━━━━━ Information shown

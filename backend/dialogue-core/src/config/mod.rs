use crate::error::config::ConfigError;
use crate::{DIALOGUE_SERVER_HOST, DIALOGUE_SERVER_PORT};

use common::ErrorLocation;

use std::net::IpAddr;
use std::panic::Location;
use std::path::Path;
use std::time::Duration;

use log::{info, warn};
use serde::{Deserialize, Serialize};
use serde_json::Value;

const CONFIG_FILE_NAME: &str = "config.json";
const CONFIG_VERSION: u32 = 1;

/// Upper bound for the per-read buffer. One read is one message, so this is
/// also the largest request the server can receive.
pub const MAX_READ_BUFFER_SIZE: usize = 64 * 1024;

// ============================================
// CONFIG STRUCT
// ============================================

#[derive(Debug, Clone, PartialEq, Eq, Serialize, Deserialize)]
pub struct ServerConfig {
    #[serde(default = "default_version")]
    pub version: u32,

    /// Loopback address the listener binds to.
    #[serde(default = "default_host")]
    pub host: String,

    /// Listener port. `0` picks an ephemeral port.
    #[serde(default = "default_port")]
    pub port: u16,

    /// Bytes requested per socket read.
    #[serde(default = "default_read_buffer_size")]
    pub read_buffer_size: usize,

    /// Per-read timeout. An elapsed read is retried, never treated as an error.
    #[serde(default)]
    pub read_timeout_ms: Option<u64>,

    #[serde(default = "default_listen_backlog")]
    pub listen_backlog: u32,

    /// Total time allowed for fetching the secret from the auth peer.
    #[serde(default = "default_auth_channel_timeout_ms")]
    pub auth_channel_timeout_ms: u64,
}

impl Default for ServerConfig {
    fn default() -> Self {
        Self {
            version: CONFIG_VERSION,
            host: default_host(),
            port: default_port(),
            read_buffer_size: default_read_buffer_size(),
            read_timeout_ms: None,
            listen_backlog: default_listen_backlog(),
            auth_channel_timeout_ms: default_auth_channel_timeout_ms(),
        }
    }
}

// ============================================
// DEFAULT FUNCTIONS
// ============================================

fn default_version() -> u32 {
    CONFIG_VERSION
}
fn default_host() -> String {
    DIALOGUE_SERVER_HOST.to_string()
}
fn default_port() -> u16 {
    DIALOGUE_SERVER_PORT
}
fn default_read_buffer_size() -> usize {
    1024
}
fn default_listen_backlog() -> u32 {
    5
}
fn default_auth_channel_timeout_ms() -> u64 {
    5_000
}

// ============================================
// IMPLEMENTATION
// ============================================

impl ServerConfig {
    /// Load config from {config_dir}/config.json.
    ///
    /// # Returns
    ///
    /// Returns `Ok(ServerConfig)` if loaded successfully or defaults if the file is missing.
    /// Returns `Err(ConfigError)` if the file exists but is corrupted/invalid.
    pub fn load(config_dir: &Path) -> Result<Self, ConfigError> {
        let config_path = config_dir.join(CONFIG_FILE_NAME);

        if !config_path.exists() {
            info!(
                "Config file not found at {}, using defaults",
                config_path.display()
            );
            return Ok(Self::default());
        }

        let contents = std::fs::read_to_string(&config_path).map_err(|e| {
            warn!("Failed to read config file: {}", e);
            ConfigError::ReadError {
                location: ErrorLocation::from(Location::caller()),
                path: config_path.clone(),
                source: e,
            }
        })?;

        let value: Value = serde_json::from_str(&contents).map_err(|e| {
            warn!("Failed to parse config JSON: {}", e);
            ConfigError::ParseError {
                location: ErrorLocation::from(Location::caller()),
                path: config_path.clone(),
                reason: e.to_string(),
            }
        })?;

        // Every field has a default, so serde would also accept an array
        if !value.is_object() {
            warn!("Config file is not a JSON object");
            return Err(ConfigError::ParseError {
                location: ErrorLocation::from(Location::caller()),
                path: config_path,
                reason: String::from("expected a JSON object at the top level"),
            });
        }

        let config: ServerConfig = serde_json::from_value(value).map_err(|e| {
            warn!("Failed to parse config JSON: {}", e);
            ConfigError::ParseError {
                location: ErrorLocation::from(Location::caller()),
                path: config_path.clone(),
                reason: e.to_string(),
            }
        })?;

        config.validate()?;

        info!("Config loaded from {}", config_path.display());
        Ok(config)
    }

    /// Save config to {config_dir}/config.json using atomic write.
    ///
    /// Uses temp file + rename so a crash never leaves a half-written file.
    pub fn save(&self, config_dir: &Path) -> Result<(), ConfigError> {
        self.validate()?;

        std::fs::create_dir_all(config_dir).map_err(|e| ConfigError::WriteError {
            location: ErrorLocation::from(Location::caller()),
            path: config_dir.to_path_buf(),
            source: e,
        })?;

        let config_path = config_dir.join(CONFIG_FILE_NAME);
        let temp_path = config_dir.join(format!("{}.tmp", CONFIG_FILE_NAME));

        let json = serde_json::to_string_pretty(self).map_err(|e| ConfigError::SerializeError {
            location: ErrorLocation::from(Location::caller()),
            reason: e.to_string(),
        })?;

        std::fs::write(&temp_path, json).map_err(|e| ConfigError::WriteError {
            location: ErrorLocation::from(Location::caller()),
            path: temp_path.clone(),
            source: e,
        })?;

        std::fs::rename(&temp_path, &config_path).map_err(|e| ConfigError::WriteError {
            location: ErrorLocation::from(Location::caller()),
            path: config_path.clone(),
            source: e,
        })?;

        info!("Config saved to {}", config_path.display());
        Ok(())
    }

    /// Validate config values.
    ///
    /// # Errors
    ///
    /// Returns [`ConfigError::ValidationError`] if any value is invalid.
    pub fn validate(&self) -> Result<(), ConfigError> {
        if self.version == 0 || self.version > CONFIG_VERSION {
            return Err(ConfigError::ValidationError {
                location: ErrorLocation::from(Location::caller()),
                reason: format!(
                    "Invalid version: {} (expected 1-{})",
                    self.version, CONFIG_VERSION
                ),
            });
        }

        // The server is local-only: never bind a routable interface
        let host: IpAddr = self.host.parse().map_err(|_| ConfigError::ValidationError {
            location: ErrorLocation::from(Location::caller()),
            reason: format!("Invalid host address: {}", self.host),
        })?;
        if !host.is_loopback() {
            return Err(ConfigError::ValidationError {
                location: ErrorLocation::from(Location::caller()),
                reason: format!("Host must be a loopback address: {}", self.host),
            });
        }

        if self.read_buffer_size == 0 || self.read_buffer_size > MAX_READ_BUFFER_SIZE {
            return Err(ConfigError::ValidationError {
                location: ErrorLocation::from(Location::caller()),
                reason: format!(
                    "Invalid read buffer size: {} (must be 1-{})",
                    self.read_buffer_size, MAX_READ_BUFFER_SIZE
                ),
            });
        }

        if self.read_timeout_ms == Some(0) {
            return Err(ConfigError::ValidationError {
                location: ErrorLocation::from(Location::caller()),
                reason: "read_timeout_ms cannot be 0 (omit it to disable the timeout)"
                    .to_string(),
            });
        }

        if self.listen_backlog == 0 {
            return Err(ConfigError::ValidationError {
                location: ErrorLocation::from(Location::caller()),
                reason: "listen_backlog must be at least 1".to_string(),
            });
        }

        if self.auth_channel_timeout_ms == 0 {
            return Err(ConfigError::ValidationError {
                location: ErrorLocation::from(Location::caller()),
                reason: "auth_channel_timeout_ms must be at least 1".to_string(),
            });
        }

        Ok(())
    }

    /// `host:port` string for the listener.
    pub fn bind_address(&self) -> String {
        match self.host.parse::<IpAddr>() {
            Ok(IpAddr::V6(_)) => format!("[{}]:{}", self.host, self.port),
            _ => format!("{}:{}", self.host, self.port),
        }
    }

    pub fn read_timeout(&self) -> Option<Duration> {
        self.read_timeout_ms.map(Duration::from_millis)
    }

    pub fn auth_channel_timeout(&self) -> Duration {
        Duration::from_millis(self.auth_channel_timeout_ms)
    }
}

━━━━━━━━━━

For every line of the material that holds the word "using", make a copy.

Output |
                "Config file not found at {}, using defaults",
    /// Save config to {config_dir}/config.json using atomic write.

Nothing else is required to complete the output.